Another way to look at sustainability is to consider the computer you’re reading this on, or to feel the physical magazine you might be holding. What is the story behind the things we buy, the items we use every day? Where do all the materials, big and small, come from? Who are the people who labored over those materials, and in what sort of working conditions? These questions span the spectrum of sustainability itself: climate change, human rights, and waste. But the answers are not quite as easy or transparent, not even to the best trained civil engineer. That’s why teachers recognize just how critical it is for the youngest minds to step up and bring fresh energy to the direst circumstances facing the planet.
“Things can fizzle and die off if you don’t have people leading,” says Thompson. “And the only way you can get that continuity is to integrate it into the school’s development and vision.”
So, how to prioritize community-level sustainability in the classroom, and translate it into measurable progress? During this very active first school year for studying sustainability, ISB and BSB Shunyi are already well on their way toward applying what they’re learning, by testing their work at school and then promoting those findings to families at home and beyond.
“Most children know the problems that are happening in the world,” says Rosalyn Thomas, who teaches English as an additional language at BSB Shunyi. “But success is getting everyone talking about it, and thinking about their actions.”
This small-scale success is unfolding as China is in the midst of its most significant environmental reforms, marked by the country’s drastic reduction of pollution levels from even one year ago. And the very recent move to ban the importing of most of the world’s recyclables also signaled China’s newfound commitment to the responsible management of waste globally.
Further reform arrived earlier this year when China’s environment ministry announced yet another stride toward that sustainable end: piloting what it calls “waste-free cities” to help reduce the amount of physical things that factories are producing. Remember: we recycle as a means of dealing with the waste we create. Going “zero waste,” as some organizations around the world are aggressively pushing for, would entail reusing items more often than we recycle them, and moving toward eliminating landfills altogether.

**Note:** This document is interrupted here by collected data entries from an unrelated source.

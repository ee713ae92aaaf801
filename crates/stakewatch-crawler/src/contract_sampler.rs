//! Contract sampling over the fixed period window.
//!
//! Each cycle asks the chain for the aggregate locked tokens at every period
//! in `1..=365` and produces a complete [`ContractSnapshot`]. The caller
//! publishes the result through a [`crate::SnapshotCell`], so readers only
//! ever see whole snapshots.

use std::collections::BTreeMap;

use stakewatch_chain::StakingAdapter;
use stakewatch_types::{ContractSnapshot, CONTRACT_PERIOD_MAX, CONTRACT_PERIOD_MIN};
use tracing::debug;

use crate::Result;

/// Run one contract sampling cycle.
pub async fn sample_contracts<C>(chain: &C) -> Result<ContractSnapshot>
where
    C: StakingAdapter + ?Sized,
{
    let sampled_at = chain.current_block_timestamp().await?;
    let economics = *chain.economics();

    let mut future_locked_tokens = BTreeMap::new();
    for period in CONTRACT_PERIOD_MIN..=CONTRACT_PERIOD_MAX {
        let locked = chain.aggregate_locked_tokens(period).await?;
        future_locked_tokens.insert(period, economics.to_tokens(locked));
    }
    debug!(sampled_at, periods = future_locked_tokens.len(), "contract snapshot complete");

    Ok(ContractSnapshot {
        sampled_at,
        future_locked_tokens,
    })
}
//! Latest-snapshot holder.
//!
//! The contract snapshot is the only state shared between the sampling tasks
//! and external readers (dashboards). It is replaced by swapping an `Arc`,
//! never mutated in place, so a reader observes either the previous complete
//! snapshot or the new complete snapshot — never a half-updated mapping.

use std::sync::{Arc, Mutex};

use stakewatch_types::ContractSnapshot;

/// Shared cell holding the latest [`ContractSnapshot`].
///
/// Cloning the cell clones the handle, not the snapshot.
#[derive(Clone, Debug, Default)]
pub struct SnapshotCell {
    inner: Arc<Mutex<Option<Arc<ContractSnapshot>>>>,
}

impl SnapshotCell {
    /// Create an empty cell (no snapshot published yet).
    pub fn new() -> Self {
        Self::default()
    }

    /// Publish a new snapshot, replacing any previous one wholesale.
    pub fn publish(&self, snapshot: ContractSnapshot) {
        let snapshot = Arc::new(snapshot);
        *lock(&self.inner) = Some(snapshot);
    }

    /// The latest published snapshot, if any.
    pub fn latest(&self) -> Option<Arc<ContractSnapshot>> {
        lock(&self.inner).clone()
    }
}

/// The critical section is a pointer swap or clone; a poisoned lock cannot
/// hold a partially written snapshot, so recover instead of propagating.
fn lock<T>(mutex: &Mutex<T>) -> std::sync::MutexGuard<'_, T> {
    match mutex.lock() {
        Ok(guard) => guard,
        Err(poisoned) => poisoned.into_inner(),
    }
}

#[cfg(test)]
mod tests {
    use super::*;
    use std::collections::BTreeMap;

    fn snapshot(sampled_at: u64, period: u32, tokens: f64) -> ContractSnapshot {
        let mut future_locked_tokens = BTreeMap::new();
        future_locked_tokens.insert(period, tokens);
        ContractSnapshot {
            sampled_at,
            future_locked_tokens,
        }
    }

    #[test]
    fn test_empty_until_first_publish() {
        let cell = SnapshotCell::new();
        assert!(cell.latest().is_none());
    }

    #[test]
    fn test_latest_wins() {
        let cell = SnapshotCell::new();
        cell.publish(snapshot(100, 1, 10.0));
        cell.publish(snapshot(200, 2, 20.0));

        let latest = cell.latest().expect("snapshot");
        assert_eq!(latest.sampled_at, 200);
        assert!(!latest.future_locked_tokens.contains_key(&1));
    }

    #[test]
    fn test_reader_keeps_consistent_reference() {
        let cell = SnapshotCell::new();
        cell.publish(snapshot(100, 1, 10.0));

        let held = cell.latest().expect("snapshot");
        cell.publish(snapshot(200, 2, 20.0));

        // The reference taken before the swap still sees the old snapshot.
        assert_eq!(held.sampled_at, 100);
        assert_eq!(cell.latest().expect("snapshot").sampled_at, 200);
    }

    #[test]
    fn test_clone_shares_state() {
        let cell = SnapshotCell::new();
        let reader = cell.clone();
        cell.publish(snapshot(100, 1, 10.0));
        assert_eq!(reader.latest().expect("snapshot").sampled_at, 100);
    }
}
//! # stakewatch-chain
//!
//! The blockchain/economics collaborator seam. The crawler never talks to a
//! node directly; it goes through [`StakingAdapter`], an async trait covering
//! exactly the queries the samplers need. Unit and period conversions live in
//! [`Economics`] so that adapters report raw chain values and the conversion
//! rules stay in one place.
//!
//! ## Modules
//!
//! - [`stub`] — deterministic in-memory adapter for development and testing

pub mod stub;

use std::collections::BTreeSet;

use async_trait::async_trait;
use serde::{Deserialize, Serialize};

/// Error types for collaborator queries.
#[derive(Debug, thiserror::Error)]
pub enum ChainError {
    /// The underlying node/RPC call failed.
    #[error("chain rpc failed: {0}")]
    Rpc(String),

    /// A query named a staker the chain does not know.
    #[error("unknown staker: {0}")]
    UnknownStaker(String),
}

/// Convenience result type for collaborator queries.
pub type Result<T> = std::result::Result<T, ChainError>;

/// Base token units per whole token (18 decimals).
pub const BASE_UNITS_PER_TOKEN: u128 = 1_000_000_000_000_000_000;

/// Seconds per staking period (24 hours).
pub const SECONDS_PER_PERIOD: u64 = 86400;

/// Pure conversion rules of the network's economic model.
#[derive(Clone, Copy, Debug, PartialEq, Eq, Serialize, Deserialize)]
pub struct Economics {
    /// Base (integer) token units per whole token.
    pub base_units_per_token: u128,
    /// Duration of one staking period in seconds.
    pub seconds_per_period: u64,
}

impl Default for Economics {
    fn default() -> Self {
        Self {
            base_units_per_token: BASE_UNITS_PER_TOKEN,
            seconds_per_period: SECONDS_PER_PERIOD,
        }
    }
}

impl Economics {
    /// Convert an amount in base units to decimal token units.
    pub fn to_tokens(&self, base_units: u128) -> f64 {
        base_units as f64 / self.base_units_per_token as f64
    }

    /// Map a period number to the epoch timestamp of its start.
    pub fn period_to_timestamp(&self, period: u32) -> u64 {
        u64::from(period) * self.seconds_per_period
    }

    /// Map an epoch timestamp to the period containing it.
    pub fn timestamp_to_period(&self, timestamp: u64) -> u32 {
        (timestamp / self.seconds_per_period) as u32
    }
}

/// Read-only queries the samplers require from the staking side.
///
/// Token amounts are reported in base units; callers convert via
/// [`StakingAdapter::economics`]. All methods are fallible because every one
/// of them is (in a real adapter) at least one RPC round trip.
#[async_trait]
pub trait StakingAdapter: Send + Sync {
    /// Timestamp of the latest block, epoch seconds.
    async fn current_block_timestamp(&self) -> Result<u64>;

    /// The staking period current at the latest block.
    async fn current_period(&self) -> Result<u32>;

    /// Addresses of all currently known participants.
    async fn known_participants(&self) -> Result<BTreeSet<String>>;

    /// The worker address bound to a staker.
    async fn worker_of(&self, staker: &str) -> Result<String>;

    /// Total tokens owned by a staker, in base units.
    async fn owned_tokens(&self, staker: &str) -> Result<u128>;

    /// Tokens currently locked by a staker, in base units.
    async fn locked_tokens(&self, staker: &str) -> Result<u128>;

    /// First and last period of a staker's stake window.
    async fn stake_period_bounds(&self, staker: &str) -> Result<(u32, u32)>;

    /// Last period in which a staker confirmed availability.
    async fn last_confirmed_period(&self, staker: &str) -> Result<u32>;

    /// Aggregate locked tokens across all stakers at a given period, in base
    /// units.
    async fn aggregate_locked_tokens(&self, period: u32) -> Result<u128>;

    /// The conversion rules in force on this chain.
    fn economics(&self) -> &Economics;
}
//! Shared domain types.
//!
//! These types are intentionally kept lightweight and serializable so they can be:
//!
//! - built from CLI flags or a TOML options file
//! - passed unchanged through the facades to the fitting pipeline
//! - exported to JSON alongside a fitted model

use std::path::PathBuf;

use clap::ValueEnum;
use nalgebra::{DMatrix, DVector};
use serde::{Deserialize, Serialize};

use crate::network::{DegreeTransform, HeuristicShape};

/// Outcome family for the penalized GLM.
#[derive(Debug, Clone, Copy, PartialEq, Eq, Serialize, Deserialize, ValueEnum)]
#[serde(rename_all = "lowercase")]
pub enum Family {
    /// Least squares (identity link).
    Gaussian,
    /// Logistic regression on a 0/1 response (logit link).
    Binomial,
    /// Count regression (log link).
    Poisson,
}

impl Family {
    pub fn display_name(self) -> &'static str {
        match self {
            Family::Gaussian => "gaussian",
            Family::Binomial => "binomial",
            Family::Poisson => "poisson",
        }
    }
}

/// How the feature network is derived from the feature matrix.
#[derive(Debug, Clone, Copy, PartialEq, Eq, Serialize, Deserialize, ValueEnum)]
#[serde(rename_all = "lowercase")]
pub enum NetworkMethod {
    /// Pearson correlation between feature columns.
    Correlation,
    /// Spearman rank correlation between feature columns.
    Spearman,
    /// Sample covariance between feature columns.
    Covariance,
}

/// Loss used to score held-out folds during cross-validation.
#[derive(Debug, Clone, Copy, PartialEq, Eq, Serialize, Deserialize, ValueEnum)]
#[serde(rename_all = "lowercase")]
pub enum CvMeasure {
    /// Family deviance (default).
    Deviance,
    /// Mean squared error on the response scale.
    Mse,
    /// Mean absolute error on the response scale.
    Mae,
    /// Misclassification rate (binomial only).
    Class,
}

impl CvMeasure {
    pub fn display_name(self) -> &'static str {
        match self {
            CvMeasure::Deviance => "deviance",
            CvMeasure::Mse => "mse",
            CvMeasure::Mae => "mae",
            CvMeasure::Class => "class",
        }
    }
}

/// Scale on which predictions are returned.
#[derive(Debug, Clone, Copy, PartialEq, Eq)]
pub enum PredictKind {
    /// Linear predictor `η = b0 + xβ`.
    Link,
    /// Mean response `μ = g⁻¹(η)`.
    Response,
}

/// Network and penalty configuration.
///
/// The facades treat this as immutable: they install a transform through
/// [`NetworkOptions::with_transform`], which returns a modified copy.
#[derive(Debug, Clone, PartialEq, Serialize, Deserialize)]
#[serde(default)]
pub struct NetworkOptions {
    /// Maps degree to penalty factor.
    pub transform: DegreeTransform,
    /// Shape of the orphan / hub heuristics.
    pub heuristic: HeuristicShape,
    /// Count edges instead of summing absolute edge weights.
    pub unweighted: bool,
    /// Edges with `|w| <= cutoff` are dropped.
    pub cutoff: f64,
    /// Degrees below this value are raised to it before the transform.
    pub min_degree: f64,
    /// Compute network rows on the rayon pool.
    pub parallel: bool,
}

impl Default for NetworkOptions {
    fn default() -> Self {
        Self {
            transform: DegreeTransform::Identity,
            heuristic: HeuristicShape::default(),
            unweighted: true,
            cutoff: 0.0,
            min_degree: 0.0,
            parallel: true,
        }
    }
}

impl NetworkOptions {
    /// Copy of these options with only the transform replaced.
    pub fn with_transform(&self, transform: DegreeTransform) -> Self {
        Self {
            transform,
            ..self.clone()
        }
    }
}

/// Elastic-net solver parameters (passed through the facades untouched).
#[derive(Debug, Clone, PartialEq, Serialize, Deserialize)]
#[serde(default)]
pub struct GlmParams {
    pub family: Family,
    /// Mixing between lasso (`1.0`) and ridge (`0.0`).
    pub alpha: f64,
    /// Number of lambdas on the generated path.
    pub n_lambda: usize,
    /// Smallest lambda as a fraction of `lambda_max`.
    ///
    /// `None` picks `1e-4` when `n > p`, otherwise `1e-2`.
    pub lambda_min_ratio: Option<f64>,
    /// Explicit decreasing lambda sequence (overrides the generated path).
    pub lambdas: Option<Vec<f64>>,
    pub standardize: bool,
    pub intercept: bool,
    /// Coordinate descent convergence threshold.
    pub tolerance: f64,
    /// Total coordinate passes allowed over the whole path.
    pub max_iterations: usize,
    /// IRLS iterations per lambda (binomial / poisson).
    pub max_irls_iterations: usize,
}

impl Default for GlmParams {
    fn default() -> Self {
        Self {
            family: Family::Gaussian,
            alpha: 1.0,
            n_lambda: 100,
            lambda_min_ratio: None,
            lambdas: None,
            standardize: true,
            intercept: true,
            tolerance: 1e-7,
            max_iterations: 100_000,
            max_irls_iterations: 25,
        }
    }
}

/// Cross-validation parameters; `glm` is forwarded to every fold fit.
#[derive(Debug, Clone, PartialEq, Serialize, Deserialize)]
#[serde(default)]
pub struct CvParams {
    pub glm: GlmParams,
    pub n_folds: usize,
    /// Seed for the fold permutation.
    pub seed: u64,
    /// Explicit fold per observation, numbered `1..=K`.
    pub fold_ids: Option<Vec<usize>>,
    pub measure: CvMeasure,
}

impl Default for CvParams {
    fn default() -> Self {
        Self {
            glm: GlmParams::default(),
            n_folds: 10,
            seed: 42,
            fold_ids: None,
            measure: CvMeasure::Deviance,
        }
    }
}

/// Feature matrix plus response, as read from disk or generated.
#[derive(Debug, Clone)]
pub struct Dataset {
    /// `n x p` features.
    pub x: DMatrix<f64>,
    /// Length-`n` response.
    pub y: DVector<f64>,
    pub feature_names: Vec<String>,
    pub response_name: String,
}

impl Dataset {
    pub fn n_obs(&self) -> usize {
        self.x.nrows()
    }

    pub fn n_features(&self) -> usize {
        self.x.ncols()
    }
}

/// A full run's configuration as understood by the pipeline.
///
/// This is derived from CLI flags, then optionally overlaid by a TOML file.
#[derive(Debug, Clone)]
pub struct RunConfig {
    pub csv_path: PathBuf,
    pub response: String,
    pub network: NetworkMethod,
    pub options: NetworkOptions,
    pub cv: CvParams,

    pub top_n: usize,
    pub plot: bool,
    pub plot_width: usize,
    pub plot_height: usize,

    pub export_coefficients: Option<PathBuf>,
    pub export_model: Option<PathBuf>,
}

#[cfg(test)]
mod tests {
    use super::*;

    #[test]
    fn with_transform_only_changes_transform() {
        let base = NetworkOptions {
            min_degree: 2.5,
            cutoff: 0.3,
            unweighted: false,
            ..NetworkOptions::default()
        };
        let hub = base.with_transform(DegreeTransform::Hub);

        assert_eq!(hub.transform, DegreeTransform::Hub);
        assert_eq!(base.transform, DegreeTransform::Identity);
        assert_eq!(
            NetworkOptions {
                transform: DegreeTransform::Identity,
                ..hub
            },
            base
        );
    }

    #[test]
    fn options_deserialize_with_partial_toml() {
        let opts: NetworkOptions = toml::from_str("min_degree = 0.5\ntransform = \"orphan\"").unwrap();
        assert_eq!(opts.transform, DegreeTransform::Orphan);
        assert!((opts.min_degree - 0.5).abs() < 1e-12);
        assert!(opts.unweighted);
    }
}
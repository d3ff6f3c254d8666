//! GLM family evaluation and fitted path models.
//!
//! Families are implemented as small, pure functions so that the solver can
//! stay generic over the outcome type.

pub mod family;
pub mod path;

pub use family::*;
pub use path::*;
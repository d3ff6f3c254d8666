//! ASCII plotting for terminal output.
//!
//! This is intentionally "dumb" (fixed-size grid), optimized for:
//! - quick visual sanity checks in a terminal
//! - deterministic output (helpful for golden tests)
//!
//! The x axis is always `log10(lambda)`, largest lambda on the right.
//!
//! Plot elements:
//! - curve: `-` line
//! - CV error band: `:` at `cvm ± cvsd`
//! - selected lambdas: `M` (lambda_min), `S` (lambda_1se)

use crate::fit::CvResult;
use crate::models::GlmPath;

/// Render the cross-validation curve with its standard-error band.
pub fn render_cv_plot(cv: &CvResult, width: usize, height: usize) -> String {
    let curve = series(&cv.lambdas, &cv.cvm);
    let band: Vec<(f64, f64)> = series(&cv.lambdas, &cv.cvup)
        .into_iter()
        .chain(series(&cv.lambdas, &cv.cvlo))
        .collect();
    let marks = [
        (cv.lambda_min.log10(), cv.cvm[cv.index_min], 'M'),
        (cv.lambda_1se.log10(), cv.cvm[cv.index_1se], 'S'),
    ];
    let title = format!("CV {} vs log10(lambda)", cv.measure.display_name());
    render(&title, &curve, &band, &marks, width, height)
}

/// Render the fraction of deviance explained along the path.
pub fn render_dev_ratio_plot(path: &GlmPath, width: usize, height: usize) -> String {
    let curve = series(&path.lambdas, &path.dev_ratio);
    render("Deviance ratio vs log10(lambda)", &curve, &[], &[], width, height)
}

fn series(lambdas: &[f64], values: &[f64]) -> Vec<(f64, f64)> {
    lambdas
        .iter()
        .zip(values.iter())
        .filter(|(l, v)| **l > 0.0 && v.is_finite())
        .map(|(l, v)| (l.log10(), *v))
        .collect()
}

fn render(
    title: &str,
    curve: &[(f64, f64)],
    band: &[(f64, f64)],
    marks: &[(f64, f64, char)],
    width: usize,
    height: usize,
) -> String {
    let width = width.max(10);
    let height = height.max(5);

    let all = curve.iter().chain(band.iter());
    let Some((x_min, x_max, y_min, y_max)) = bounds(all) else {
        return format!("{title}: nothing to plot\n");
    };
    let (y_min, y_max) = pad_range(y_min, y_max, 0.05);

    let mut grid = vec![vec![' '; width]; height];

    // Band first so the curve and marks overlay it.
    for &(x, y) in band {
        grid[map_y(y, y_min, y_max, height)][map_x(x, x_min, x_max, width)] = ':';
    }
    draw_curve(&mut grid, curve, x_min, x_max, y_min, y_max);
    for &(x, y, ch) in marks {
        if x.is_finite() && y.is_finite() {
            grid[map_y(y, y_min, y_max, height)][map_x(x, x_min, x_max, width)] = ch;
        }
    }

    let mut out = String::new();
    out.push_str(&format!(
        "{title}: x=[{x_min:.3}, {x_max:.3}] | y=[{y_min:.4}, {y_max:.4}]\n"
    ));
    for row in grid {
        out.push_str(row.into_iter().collect::<String>().trim_end());
        out.push('\n');
    }
    out
}

fn bounds<'a>(points: impl Iterator<Item = &'a (f64, f64)>) -> Option<(f64, f64, f64, f64)> {
    let mut x_min = f64::INFINITY;
    let mut x_max = f64::NEG_INFINITY;
    let mut y_min = f64::INFINITY;
    let mut y_max = f64::NEG_INFINITY;
    for &(x, y) in points {
        x_min = x_min.min(x);
        x_max = x_max.max(x);
        y_min = y_min.min(y);
        y_max = y_max.max(y);
    }
    if !(x_min.is_finite() && y_min.is_finite()) {
        return None;
    }
    if x_max <= x_min {
        x_min -= 0.5;
        x_max += 0.5;
    }
    Some((x_min, x_max, y_min, y_max))
}

fn pad_range(min: f64, max: f64, frac: f64) -> (f64, f64) {
    let span = (max - min).abs();
    let pad = (span * frac).max(1e-12);
    (min - pad, max + pad)
}

fn map_x(x: f64, x_min: f64, x_max: f64, width: usize) -> usize {
    let width = width.max(2);
    let u = ((x - x_min) / (x_max - x_min)).clamp(0.0, 1.0);
    (u * (width as f64 - 1.0)).round() as usize
}

fn map_y(y: f64, y_min: f64, y_max: f64, height: usize) -> usize {
    let height = height.max(2);
    let u = ((y - y_min) / (y_max - y_min)).clamp(0.0, 1.0);
    // y=top is max -> row 0
    (height as f64 - 1.0 - (u * (height as f64 - 1.0))).round() as usize
}

fn draw_curve(grid: &mut [Vec<char>], curve: &[(f64, f64)], x_min: f64, x_max: f64, y_min: f64, y_max: f64) {
    let height = grid.len();
    let width = grid[0].len();

    let mut prev = None;
    for &(x, y) in curve {
        let col = map_x(x, x_min, x_max, width);
        let row = map_y(y, y_min, y_max, height);
        match prev {
            Some((c0, r0)) => draw_line(grid, c0, r0, col, row, '-'),
            None => grid[row][col] = '-',
        }
        prev = Some((col, row));
    }
}

/// Integer line drawing (Bresenham-ish); never overwrites band or marks.
fn draw_line(grid: &mut [Vec<char>], x0: usize, y0: usize, x1: usize, y1: usize, ch: char) {
    let mut x0 = x0 as isize;
    let mut y0 = y0 as isize;
    let x1 = x1 as isize;
    let y1 = y1 as isize;

    let dx = (x1 - x0).abs();
    let sx = if x0 < x1 { 1 } else { -1 };
    let dy = -(y1 - y0).abs();
    let sy = if y0 < y1 { 1 } else { -1 };
    let mut err = dx + dy;

    loop {
        let cell = &mut grid[y0 as usize][x0 as usize];
        if *cell == ' ' || *cell == ':' {
            *cell = ch;
        }

        if x0 == x1 && y0 == y1 {
            break;
        }
        let e2 = 2 * err;
        if e2 >= dy {
            err += dy;
            x0 += sx;
        }
        if e2 <= dx {
            err += dx;
            y0 += sy;
        }
    }
}

#[cfg(test)]
mod tests {
    use super::*;
    use crate::domain::{CvMeasure, Family};

    #[test]
    fn dev_ratio_golden_snapshot_small() {
        let path = GlmPath {
            family: Family::Gaussian,
            lambdas: vec![100.0, 10.0, 1.0],
            intercepts: vec![0.0; 3],
            coefficients: vec![vec![0.0]; 3],
            df: vec![0, 1, 1],
            dev_ratio: vec![0.0, 0.5, 1.0],
            null_deviance: 1.0,
            n_obs: 3,
            passes: 3,
        };
        let txt = render_dev_ratio_plot(&path, 10, 5);
        let expected = concat!(
            "Deviance ratio vs log10(lambda): x=[0.000, 2.000] | y=[-0.0500, 1.0500]\n",
            "--\n",
            "  --\n",
            "    ---\n",
            "       --\n",
            "         -\n",
        );
        assert_eq!(txt, expected);
    }

    #[test]
    fn cv_plot_marks_selected_lambdas() {
        let cv = CvResult {
            lambdas: vec![1.0, 0.1, 0.01, 0.001],
            cvm: vec![4.0, 2.0, 1.0, 1.5],
            cvsd: vec![0.2, 0.2, 0.6, 0.2],
            cvup: vec![4.2, 2.2, 1.6, 1.7],
            cvlo: vec![3.8, 1.8, 0.4, 1.3],
            measure: CvMeasure::Mse,
            n_folds: 3,
            fold_ids: vec![1, 2, 3],
            index_min: 2,
            index_1se: 2,
            lambda_min: 0.01,
            lambda_1se: 0.01,
        };
        let txt = render_cv_plot(&cv, 40, 12);
        assert!(txt.starts_with("CV mse vs log10(lambda)"));
        assert!(txt.contains('S'));
        assert!(txt.contains(':'));
        assert_eq!(txt.lines().count(), 13);
    }

    #[test]
    fn empty_series_says_so() {
        let path = GlmPath {
            family: Family::Gaussian,
            lambdas: vec![],
            intercepts: vec![],
            coefficients: vec![],
            df: vec![],
            dev_ratio: vec![],
            null_deviance: 1.0,
            n_obs: 0,
            passes: 0,
        };
        assert!(render_dev_ratio_plot(&path, 10, 5).contains("nothing to plot"));
    }
}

“I believe there’s always more than one solution to a problem,” says Year 11 BSB, Shunyi student Harry Szeto, who is studying coding and computer programming. “From what I’ve learned, I now can think outside of the problem. It’s about raising awareness, but it’s also about changing habits, and being more responsible to the community around you.”
His fellow student Saraine Chan agrees: “I think just influencing the people around me is the change I can make.”
This article first appeared in the beijingkids March 2019 Sustainability issue.